そんな娘だからこそ、ユンはひとめで心奪われ、明姫を側から離したくないと思ったのだ。
「私も殿下とご同様に拝察つかまつりますが、さりながら、殿下。ここまで証拠が揃い、あまつさえ淑媛さまの命を受けて中殿さまの御膳に毒を潜ませたという者まで現れては、淑媛さまの立場はのっぴきならないものになってしまうのではと案じられます」
「明姫が囚われたのはいつだ?」
黄内官がハッとしたような顔になった。
「半刻(一時間)前のことと思われますが」
「何故、今まで黙っていた?」
ユンは両脇に垂らした拳に力を込めた。
「それは」
黄内官は口をつぐんだ。恐らく黄内官も知らされてはいなかったのだ。もし知っていたとしたら、誰よりもユンの心を理解する彼は伝えてくれていただろう。

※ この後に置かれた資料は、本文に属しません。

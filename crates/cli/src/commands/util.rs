use std::path::{Path, PathBuf};

use anyhow::{anyhow, Context, Result};
use parrot_core::config::{has_extension, load_config, ScanConfig};
use walkdir::WalkDir;

use crate::canonicalize_or_current;

/// Resolve command-line inputs into the list of files to analyze.
///
/// Files named directly are always taken. Directories contribute files whose
/// extension is in `extensions`, descending only when `recursive` is set.
/// Results are sorted per directory for stable output.
pub fn collect_candidates(
    inputs: &[String],
    extensions: &[String],
    recursive: bool,
) -> Result<Vec<PathBuf>> {
    let mut candidates = Vec::new();
    for input in inputs {
        let path = canonicalize_or_current(input)?;
        if path.is_file() {
            candidates.push(path);
            continue;
        }
        if !path.is_dir() {
            return Err(anyhow!("Input does not exist: {}", path.display()));
        }

        let max_depth = if recursive { usize::MAX } else { 1 };
        for entry in WalkDir::new(&path).min_depth(1).max_depth(max_depth).sort_by_file_name() {
            let entry = entry.with_context(|| format!("Failed to read {}", path.display()))?;
            if entry.file_type().is_file() && has_extension(entry.path(), extensions) {
                candidates.push(entry.into_path());
            }
        }
    }
    Ok(candidates)
}

/// Load the config at `path`, or defaults when none is given.
pub fn load_config_or_default(path: Option<&Path>) -> Result<ScanConfig> {
    match path {
        Some(path) => load_config(path),
        None => Ok(ScanConfig::default()),
    }
}
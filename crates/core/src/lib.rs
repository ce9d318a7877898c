//! parrot-core
//!
//! Core library for detecting Flex applications vulnerable to CVE-2011-2461
//! (APSB11-25), the `resourceModuleURLs` same-origin-policy bypass.
//!
//! Detection works on the text disassembly of a SWF's ActionScript bytecode.
//! This crate holds the dump model, the classification pipeline, the adapters
//! that obtain disassembly from an external dumper, and batch scanning, so that
//! every frontend (CLI, scanner plugins, tests) shares the same logic.

pub mod analysis;
pub mod config;
pub mod model;
pub mod services;

pub use analysis::{analyze, analyze_text, analyze_with_trace, Analysis, Verdict, VerdictKind};
pub use model::{CodeBlock, DisassemblyDump};

/// Returns the library version as encoded at compile time.
///
/// Useful for tests and for frontends to report consistent version info.
pub fn version() -> &'static str {
    env!("CARGO_PKG_VERSION")
}
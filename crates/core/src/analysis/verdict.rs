use serde::{Deserialize, Serialize};
use thiserror::Error;

/// Classification of one analyzed dump.
#[derive(Debug, Clone, Copy, PartialEq, Eq, Hash, Serialize, Deserialize)]
#[serde(rename_all = "snake_case")]
pub enum VerdictKind {
    Vulnerable,
    NotVulnerable,
    /// Not enough information to decide; reported as not vulnerable.
    Indeterminate,
}

impl VerdictKind {
    pub fn as_str(&self) -> &'static str {
        match self {
            VerdictKind::Vulnerable => "vulnerable",
            VerdictKind::NotVulnerable => "not_vulnerable",
            VerdictKind::Indeterminate => "indeterminate",
        }
    }
}

/// Which stage of the pipeline settled the verdict.
#[derive(Debug, Clone, Copy, PartialEq, Eq, Hash, Serialize, Deserialize)]
#[serde(rename_all = "snake_case")]
pub enum Basis {
    /// Application-type gate (not a Flex application).
    ApplicationType,
    /// SDK version heuristic; a vulnerable result here is a likely finding.
    SdkVersion,
    /// Bytecode signature match inside `ModuleInfo::load`.
    Bytecode,
}

/// Input anomalies that degrade a verdict instead of failing the analysis.
#[derive(Debug, Clone, PartialEq, Eq, Error, Serialize, Deserialize)]
#[serde(rename_all = "snake_case")]
pub enum Anomaly {
    #[error("malformed SDK version string '{0}'")]
    MalformedVersionString(String),
    #[error("no SDK version record in dump")]
    MissingProductInfo,
    #[error("ModuleInfo::load reported present but no block start found")]
    MissingStartMarker,
    #[error("empty dump")]
    EmptyDump,
}

/// Verdict plus the short rationale shown to users.
#[derive(Debug, Clone, PartialEq, Eq, Serialize, Deserialize)]
pub struct Verdict {
    pub kind: VerdictKind,
    pub basis: Basis,
    pub rationale: String,
    #[serde(default, skip_serializing_if = "Option::is_none")]
    pub anomaly: Option<Anomaly>,
}

impl Verdict {
    pub fn vulnerable(basis: Basis, rationale: impl Into<String>) -> Self {
        Self { kind: VerdictKind::Vulnerable, basis, rationale: rationale.into(), anomaly: None }
    }

    pub fn not_vulnerable(basis: Basis, rationale: impl Into<String>) -> Self {
        Self { kind: VerdictKind::NotVulnerable, basis, rationale: rationale.into(), anomaly: None }
    }

    pub fn indeterminate(basis: Basis, rationale: impl Into<String>, anomaly: Anomaly) -> Self {
        Self {
            kind: VerdictKind::Indeterminate,
            basis,
            rationale: rationale.into(),
            anomaly: Some(anomaly),
        }
    }

    pub fn with_anomaly(mut self, anomaly: Anomaly) -> Self {
        self.anomaly = Some(anomaly);
        self
    }

    /// Reporting view: only `Vulnerable` counts, `Indeterminate` does not.
    pub fn is_vulnerable(&self) -> bool {
        self.kind == VerdictKind::Vulnerable
    }
}
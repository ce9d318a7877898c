//! Gating checks: is this a Flex application, and does it load modules.

use crate::analysis::markers::Marker;
use crate::model::DisassemblyDump;

/// True iff the dump mentions the Flex `resourceModuleURLs` FlashVar.
pub fn is_flex_application(dump: &DisassemblyDump) -> bool {
    dump.contains(Marker::FlexApplication.literal())
}

/// True iff the dump contains the `ModuleInfo::load` method body.
pub fn contains_module_load(dump: &DisassemblyDump) -> bool {
    dump.contains(Marker::ModuleLoad.literal())
}
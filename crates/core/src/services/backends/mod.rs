pub mod dump_file;
pub mod swfdump;

pub use dump_file::DumpFileBackend;
pub use swfdump::SwfDumpBackend;
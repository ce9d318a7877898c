use std::path::{Path, PathBuf};

use anyhow::{Context, Result};
use rayon::prelude::*;
use serde::Serialize;

use crate::analysis::{analyze_with_trace, Analysis, Verdict, VerdictKind};
use crate::model::DisassemblyDump;
use crate::services::disassembler::Disassembler;

/// Result of scanning one file: an analysis, or the disassembler failure.
#[derive(Debug, Clone, Serialize)]
pub struct ScanOutcome {
    pub path: PathBuf,
    pub backend: String,
    #[serde(skip_serializing_if = "Option::is_none")]
    pub analysis: Option<Analysis>,
    #[serde(skip_serializing_if = "Option::is_none")]
    pub error: Option<String>,
}

impl ScanOutcome {
    pub fn verdict(&self) -> Option<&Verdict> {
        self.analysis.as_ref().map(|a| &a.verdict)
    }

    pub fn is_vulnerable(&self) -> bool {
        self.verdict().is_some_and(Verdict::is_vulnerable)
    }
}

/// Disassemble and classify a single file.
pub fn scan_file(backend: &dyn Disassembler, path: &Path) -> ScanOutcome {
    log::debug!("disassembling {} with {}", path.display(), backend.name());
    let (analysis, error) = match backend.disassemble(path) {
        Ok(text) => (Some(analyze_with_trace(&DisassemblyDump::from_text(&text))), None),
        Err(err) => {
            log::warn!("{}: {}", path.display(), err);
            (None, Some(err.to_string()))
        }
    };
    ScanOutcome { path: path.to_path_buf(), backend: backend.name().to_string(), analysis, error }
}

/// Scan files in parallel. Results come back in input order.
///
/// `jobs` caps the worker count; `None` or `Some(0)` uses the global pool.
pub fn scan_all(
    backend: &dyn Disassembler,
    paths: &[PathBuf],
    jobs: Option<usize>,
) -> Result<Vec<ScanOutcome>> {
    let run = || paths.par_iter().map(|path| scan_file(backend, path)).collect::<Vec<_>>();
    match jobs {
        Some(n) if n > 0 => {
            let pool = rayon::ThreadPoolBuilder::new()
                .num_threads(n)
                .build()
                .context("Failed to build scan worker pool")?;
            Ok(pool.install(run))
        }
        _ => Ok(run()),
    }
}

/// Tally of a batch scan.
#[derive(Debug, Clone, Copy, Default, PartialEq, Eq, Serialize)]
pub struct ScanSummary {
    pub scanned: usize,
    pub vulnerable: usize,
    pub not_vulnerable: usize,
    pub indeterminate: usize,
    pub errors: usize,
}

impl ScanSummary {
    pub fn from_outcomes(outcomes: &[ScanOutcome]) -> Self {
        let mut summary = Self { scanned: outcomes.len(), ..Self::default() };
        for outcome in outcomes {
            match outcome.verdict().map(|v| v.kind) {
                Some(VerdictKind::Vulnerable) => summary.vulnerable += 1,
                Some(VerdictKind::NotVulnerable) => summary.not_vulnerable += 1,
                Some(VerdictKind::Indeterminate) => summary.indeterminate += 1,
                None => summary.errors += 1,
            }
        }
        summary
    }

    pub fn any_vulnerable(&self) -> bool {
        self.vulnerable > 0
    }
}
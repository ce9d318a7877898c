use std::path::Path;

use anyhow::Result;
use serde::Serialize;

use parrot_core::config::DisassemblerConfig;
use parrot_core::services::disassembler::default_registry;

use crate::commands::util::load_config_or_default;

#[derive(Debug, Serialize)]
pub struct BackendInfo {
    pub name: String,
    pub description: String,
    pub default: bool,
}

/// Describe the registered disassemblers for the given config.
pub fn backend_infos(config: &DisassemblerConfig) -> Vec<BackendInfo> {
    let registry = default_registry(config);
    registry
        .names()
        .into_iter()
        .map(|name| {
            let description = match name.as_str() {
                "swfdump" => format!(
                    "Runs {} {} <file> and analyzes its output",
                    config.resolve_program().display(),
                    config.args.join(" ")
                ),
                "dump-file" => "Reads disassembly text saved ahead of time".to_string(),
                other => format!("Disassembler '{}'", other),
            };
            let default = name == config.backend;
            BackendInfo { name, description, default }
        })
        .collect()
}

/// List available disassemblers known to this binary.
pub fn list_disassemblers_command(config_path: Option<&Path>, json: bool) -> Result<()> {
    let config = load_config_or_default(config_path)?;
    let entries = backend_infos(&config.disassembler);

    if json {
        println!("{}", serde_json::to_string_pretty(&entries)?);
        return Ok(());
    }

    println!("Disassemblers:");
    for entry in entries {
        let marker = if entry.default { " (default)" } else { "" };
        println!("- {}{}: {}", entry.name, marker, entry.description);
    }

    Ok(())
}
//! Archive retrieval and extraction.
//!
//! Fetches the icon repository zip over HTTP and unpacks it into the working
//! directory. Every failure here is fatal to the run: without the extracted
//! tree there is nothing to reconcile.

use std::io::Cursor;
use std::path::{Path, PathBuf};

use thiserror::Error;

/// Errors from archive download or extraction.
#[derive(Debug, Error)]
pub enum FetchError {
    #[error("download failed: {0}")]
    Http(#[from] reqwest::Error),

    #[error("HTTP {status} fetching {url}")]
    Status { status: u16, url: String },

    #[error("invalid archive: {0}")]
    Zip(#[from] zip::result::ZipError),

    #[error("no archive root folder found under {0}")]
    NoArchiveRoot(String),

    #[error("I/O error: {0}")]
    Io(#[from] std::io::Error),
}

/// Download an archive and return its raw bytes. No retries; a transport
/// error or non-success status fails the run.
pub fn download(url: &str) -> Result<Vec<u8>, FetchError> {
    log::info!("Downloading {url}");
    let response = reqwest::blocking::get(url)?;
    if !response.status().is_success() {
        return Err(FetchError::Status {
            status: response.status().as_u16(),
            url: url.to_string(),
        });
    }
    let bytes = response.bytes()?;
    log::debug!("Downloaded {} bytes", bytes.len());
    Ok(bytes.to_vec())
}

/// Extract archive bytes into a destination directory, recreating the
/// original folder tree.
pub fn extract(bytes: &[u8], dest: &Path) -> Result<(), FetchError> {
    let mut archive = zip::ZipArchive::new(Cursor::new(bytes))?;
    log::debug!("Extracting {} archive entries to {}", archive.len(), dest.display());
    archive.extract(dest)?;
    Ok(())
}

/// Locate the extracted repository root inside `dir`.
///
/// GitHub archives unpack to a single `{repo}-{branch}` folder; hidden
/// entries and zip metadata folders (`__MACOSX` and friends) are ignored.
/// Candidates are checked in sorted order so the result is deterministic.
pub fn find_archive_root(dir: &Path) -> Result<PathBuf, FetchError> {
    let mut candidates: Vec<PathBuf> = std::fs::read_dir(dir)?
        .flatten()
        .map(|e| e.path())
        .filter(|p| p.is_dir())
        .filter(|p| {
            p.file_name()
                .and_then(|n| n.to_str())
                .map(|n| !n.starts_with('.') && !n.starts_with("__"))
                .unwrap_or(false)
        })
        .collect();
    candidates.sort();

    candidates
        .into_iter()
        .next()
        .ok_or_else(|| FetchError::NoArchiveRoot(dir.display().to_string()))
}
//! Loader for the optional input-sequence table.

use std::collections::HashMap;
use std::path::Path;

/// Canonical display name -> ordered directional input tokens.
pub type SequenceTable = HashMap<String, Vec<String>>;

/// Load input sequences from a JSON document.
///
/// Sequence data is supplementary: a missing or unparsable file degrades to
/// an empty table with a warning and never aborts the run. Entries without a
/// sequence surface later as an advisory in the run report.
pub fn load_sequences(path: &Path) -> SequenceTable {
    if !path.exists() {
        log::warn!(
            "{} not found; stratagems will have empty sequences",
            path.display()
        );
        return SequenceTable::new();
    }

    let contents = match std::fs::read_to_string(path) {
        Ok(c) => c,
        Err(e) => {
            log::warn!("Failed to read {}: {e}", path.display());
            return SequenceTable::new();
        }
    };

    match serde_json::from_str(&contents) {
        Ok(table) => table,
        Err(e) => {
            log::warn!("Failed to parse {}: {e}", path.display());
            SequenceTable::new()
        }
    }
}
//! Core reconciliation pipeline for the stratagem icon catalog.
//!
//! Maps raw SVG asset names to canonical stratagem names, resolves department
//! membership (including cross-cutting reclassification), links stratagems
//! that share a rendered icon, merges in directional input sequences, and
//! assembles the sorted `stratagems.json` manifest.
//!
//! Rasterization itself is delegated to an injected [`Rasterizer`]
//! implementation; see the `stratpack-render` crate for the production one.

pub mod entry;
pub mod error;
pub mod link;
pub mod manifest;
pub mod pipeline;
pub mod render;
pub mod resolve;
pub mod scan;
pub mod sequence;
pub mod slug;
pub mod tables;

pub use entry::{Catalog, NameOrdering, StratagemEntry};
pub use error::PipelineError;
pub use pipeline::{GenerateOptions, GenerateProgress, GenerateReport, generate};
pub use render::{
    DEFAULT_ICON_SIZE, MAX_ICON_SIZE, MIN_ICON_SIZE, Rasterizer, RenderError,
};
pub use resolve::{Department, ResolvedAsset, resolve_asset};
pub use scan::{AssetGroup, scan_asset_groups};
pub use sequence::{SequenceTable, load_sequences};
pub use slug::slug;
pub use tables::{ResolverTables, TableError};
//! Shared-asset linking.
//!
//! Some stratagems intentionally have no rendered icon of their own and reuse
//! another stratagem's raster file. This pass runs once, after all primary
//! entries are produced, and synthesizes an entry per alias.

use crate::entry::{Catalog, StratagemEntry};
use crate::resolve::Department;
use crate::sequence::SequenceTable;
use crate::tables::ResolverTables;

/// Synthesize entries for shared-icon aliases.
///
/// Each alias whose source resolves gets an entry with its own name,
/// department, and sequence, but the source entry's icon reference verbatim.
/// Unresolved aliases are dropped and returned for the run report.
pub fn link_shared(
    tables: &ResolverTables,
    catalog: &Catalog,
    sequences: &SequenceTable,
) -> (Vec<StratagemEntry>, Vec<String>) {
    let mut linked = Vec::new();
    let mut unresolved = Vec::new();

    for (alias, source) in tables.shared_icons() {
        match catalog.find(source) {
            Some(source_entry) => {
                let dept = Department::classify_alias(tables, alias);
                log::debug!("{alias} shares {} from {source}", source_entry.icon);
                linked.push(StratagemEntry {
                    name: alias.clone(),
                    sequence: sequences.get(alias).cloned().unwrap_or_default(),
                    dept: dept.label().to_string(),
                    icon: source_entry.icon.clone(),
                });
            }
            None => {
                log::warn!("Icon source \"{source}\" not found for \"{alias}\"");
                unresolved.push(alias.clone());
            }
        }
    }

    (linked, unresolved)
}
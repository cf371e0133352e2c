use thiserror::Error;

/// Fatal errors surfaced to the user with a non-zero exit.
#[derive(Debug, Error)]
pub(crate) enum CliError {
    #[error("{0}")]
    Io(#[from] std::io::Error),

    #[error("{0}")]
    Fetch(#[from] stratpack_fetch::FetchError),

    #[error("{0}")]
    Render(#[from] stratpack_core::RenderError),

    #[error("{0}")]
    Pipeline(#[from] stratpack_core::PipelineError),
}
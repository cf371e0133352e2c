//! Catalog data model: stratagem entries and the ordered entry set.

use serde::{Deserialize, Serialize};
use std::cmp::Ordering;

/// One record of the output manifest.
///
/// Immutable once constructed; `icon` is the rasterized file name
/// (`<slug>.png`), shared verbatim by alias entries.
#[derive(Debug, Clone, PartialEq, Eq, Serialize, Deserialize)]
pub struct StratagemEntry {
    /// Canonical display name, unique within the catalog.
    pub name: String,
    /// Ordered directional input tokens, possibly empty.
    pub sequence: Vec<String>,
    /// Department label.
    pub dept: String,
    /// Raster file referenced by this entry.
    pub icon: String,
}

/// How display names and department labels are compared when sorting.
///
/// `Ordinal` (the default) is plain byte-wise comparison. `CaseInsensitive`
/// exists for compatibility with datasets sorted under locale collation; it
/// falls back to ordinal comparison on ties so the order stays total.
#[derive(Debug, Clone, Copy, Default, PartialEq, Eq)]
pub enum NameOrdering {
    #[default]
    Ordinal,
    CaseInsensitive,
}

impl NameOrdering {
    fn compare(self, a: &str, b: &str) -> Ordering {
        match self {
            NameOrdering::Ordinal => a.cmp(b),
            NameOrdering::CaseInsensitive => a
                .to_lowercase()
                .cmp(&b.to_lowercase())
                .then_with(|| a.cmp(b)),
        }
    }
}

/// The full set of catalog entries, keyed by display name.
#[derive(Debug, Default)]
pub struct Catalog {
    entries: Vec<StratagemEntry>,
}

impl Catalog {
    pub fn new() -> Self {
        Self::default()
    }

    /// Add an entry, keeping the first occurrence when a display name
    /// collides. Returns whether the entry was accepted.
    pub fn push(&mut self, entry: StratagemEntry) -> bool {
        if let Some(existing) = self.find(&entry.name) {
            log::warn!(
                "Duplicate stratagem name \"{}\" ({} vs {}); keeping the first",
                entry.name,
                existing.icon,
                entry.icon
            );
            return false;
        }
        self.entries.push(entry);
        true
    }

    /// Exact display-name lookup.
    pub fn find(&self, name: &str) -> Option<&StratagemEntry> {
        self.entries.iter().find(|e| e.name == name)
    }

    /// Stable sort by (dept, name), ascending. Ordering is imposed here, at
    /// assembly time, never at collection time.
    pub fn sort(&mut self, ordering: NameOrdering) {
        self.entries.sort_by(|a, b| {
            ordering
                .compare(&a.dept, &b.dept)
                .then_with(|| ordering.compare(&a.name, &b.name))
        });
    }

    pub fn entries(&self) -> &[StratagemEntry] {
        &self.entries
    }

    pub fn len(&self) -> usize {
        self.entries.len()
    }

    pub fn is_empty(&self) -> bool {
        self.entries.is_empty()
    }

    /// Names of entries with no input sequence, in catalog order.
    pub fn missing_sequences(&self) -> Vec<String> {
        self.entries
            .iter()
            .filter(|e| e.sequence.is_empty())
            .map(|e| e.name.clone())
            .collect()
    }
}

#[cfg(test)]
mod tests {
    use super::*;

    fn entry(name: &str, dept: &str) -> StratagemEntry {
        StratagemEntry {
            name: name.to_string(),
            sequence: Vec::new(),
            dept: dept.to_string(),
            icon: format!("{}.png", name.to_lowercase().replace(' ', "-")),
        }
    }

    #[test]
    fn test_sort_by_dept_then_name() {
        let mut catalog = Catalog::new();
        catalog.push(entry("Resupply", "Common"));
        catalog.push(entry("Hellbomb", "Objectives"));
        catalog.push(entry("Eagle Rearm", "Common"));
        catalog.sort(NameOrdering::Ordinal);

        let order: Vec<&str> = catalog.entries().iter().map(|e| e.name.as_str()).collect();
        assert_eq!(order, ["Eagle Rearm", "Resupply", "Hellbomb"]);
    }

    #[test]
    fn test_sort_invariant_holds_for_adjacent_pairs() {
        let mut catalog = Catalog::new();
        for (name, dept) in [
            ("Zeta", "Bridge"),
            ("Alpha", "Hangar"),
            ("Mid", "Bridge"),
            ("Alpha", "Bridge"),
        ] {
            catalog.push(entry(name, dept));
        }
        catalog.sort(NameOrdering::Ordinal);

        for pair in catalog.entries().windows(2) {
            let (a, b) = (&pair[0], &pair[1]);
            assert!(a.dept < b.dept || (a.dept == b.dept && a.name <= b.name));
        }
    }

    #[test]
    fn test_duplicate_names_keep_first() {
        let mut catalog = Catalog::new();
        assert!(catalog.push(entry("Hellbomb", "Objectives")));
        assert!(!catalog.push(entry("Hellbomb", "Bridge")));
        assert_eq!(catalog.len(), 1);
        assert_eq!(catalog.find("Hellbomb").unwrap().dept, "Objectives");
    }

    #[test]
    fn test_case_insensitive_ordering_is_total() {
        let mut catalog = Catalog::new();
        catalog.push(entry("eagle smoke strike", "Hangar"));
        catalog.push(entry("Eagle Smoke Strike", "Hangar"));
        catalog.push(entry("Eagle Airstrike", "Hangar"));
        catalog.sort(NameOrdering::CaseInsensitive);

        let order: Vec<&str> = catalog.entries().iter().map(|e| e.name.as_str()).collect();
        assert_eq!(
            order,
            ["Eagle Airstrike", "Eagle Smoke Strike", "eagle smoke strike"]
        );
    }

    #[test]
    fn test_missing_sequences() {
        let mut catalog = Catalog::new();
        let mut with_seq = entry("Resupply", "Common");
        with_seq.sequence = vec!["S".into(), "S".into(), "W".into(), "D".into()];
        catalog.push(with_seq);
        catalog.push(entry("Hellbomb", "Objectives"));

        assert_eq!(catalog.missing_sequences(), ["Hellbomb"]);
    }
}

「内命婦のことゆえ、殿下のお心をお煩わせするまでもないと判断されたようです」
「それは誰の判断だ?」
中殿はいまだ病床にある。中殿の指図とは考えられず、後、考えられるのは―。
ユンは溜息をついた。
「母上か?」
「さようにございます」
黄内官は静かに頷いた。
ユンは嫌な予感に囚われ、再度、老いた内官に訊ねた。
「明姫に中殿暗殺を命じられたと名乗り出た女官とは、どのような素性の者だ?」
「私も詳しくは存じかねますが、ふた月ほど前に大妃さまの強いお薦めがあって淑媛さまの御許で働くようになったと」
「―」
ユンは力尽きたように椅子に座り込んだ。これで辻褄が合う。母が強く薦めて仕えさせた新入りの女官、その女官が明姫が中殿暗殺の首謀者だと名乗り出た。そして、中殿の殿舎から見つかった証拠の品々。
まったく笑えるほど出来すぎた筋書きではないか!
だが、まかり間違えば、中殿は大妃の仕込んだ毒で生命を失っていたかもしれない。
―母上、あなたはここまでなさるのか。
血の繋がった姪の生命を危険に晒してまで、邪魔な者を排斥しようとするのか。
可哀想に、国王に愛されたばかりに明姫は執拗な大妃の憎しみの焔に灼き尽くされようとしている。
だが、そうはさせるものか。ユンの握りしめた拳が震えた。
「―これは周到に仕組まれた罠だ、黄内官」
黄内官からの返事はなかった。彼の立場では、王の母である大妃を表立って咎人呼ばわりはできないのは当然だ。
「私はこれから大妃殿に行く」
「はっ」
今度はすぐに返答があった。
「いや、まずは監察部だ。監察部に行って、明姫が無事かどうか確かめねば」
そのまますぐにでも飛び出しかねないユンの前に、黄内官が立ちはだかった。